TASK DIRECTIONS
Give the number of lines below that hold "AuthorizedKey", and only that.

BEGIN ENTRIES PROVIDED

//! Public-key authorization decisions for connecting clients

use std::sync::Arc;

use tracing::warn;

use crate::identity::{AuthorizedKey, IdentityTable};

/// Decides whether a username/key pair may join the room.
///
/// The transport has already proven possession of the private key during
/// the handshake; this answers only the authorization question, and it
/// fails closed: unknown usernames are rejected outright.
pub struct Authenticator {
    identities: Arc<IdentityTable>,
}

impl Authenticator {
    pub fn new(identities: Arc<IdentityTable>) -> Self {
        Self { identities }
    }

    /// Returns `true` iff `candidate` is registered for `username`.
    pub fn validate(&self, username: &str, candidate: &AuthorizedKey) -> bool {
        match self.identities.keys_for(username) {
            Some(keys) => {
                let authorized = keys.iter().any(|key| key == candidate);
                if !authorized {
                    warn!("rejected unauthorized key offered for {}", username);
                }
                authorized
            }
            None => {
                warn!("rejected unknown user {}", username);
                false
            }
        }
    }
}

END ENTRIES PROVIDED

TASK SOLUTION
2